## Exercise requirements:
Scan the data that follows and count the lines with the string "renderer"; answer with the count alone.

___ Records supplied

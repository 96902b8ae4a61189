//! Displayable managers: the scene-to-renderer synchronization layer
//!
//! Each manager owns one concern of one view (model surfaces, slice
//! footprints, camera binding, view furniture, reformat widgets) and keeps
//! its renderer state synchronized with the scene through broker-filtered
//! events and deferred rebuilds. The group owns the managers of one view
//! and drives the processing cycle.

pub mod camera;
pub mod group;
pub mod manager;
pub mod model;
pub mod model_slice;
pub mod reformat;
pub mod view;

pub use camera::CameraDisplayableManager;
pub use group::{
    process_device_event, process_interaction_event, process_scene_events, slice_view_group,
    three_d_view_group, DisplayableManagerGroup,
};
pub use manager::{
    DisplayableManager, ManagerContext, ManagerCore, UpdateState, CAMERA_PRIORITY_DISTANCE,
};
pub use model::ModelDisplayableManager;
pub use model_slice::ModelSliceDisplayableManager;
pub use reformat::ReformatWidgetManager;
pub use view::ViewDisplayableManager;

______

## Written response:
2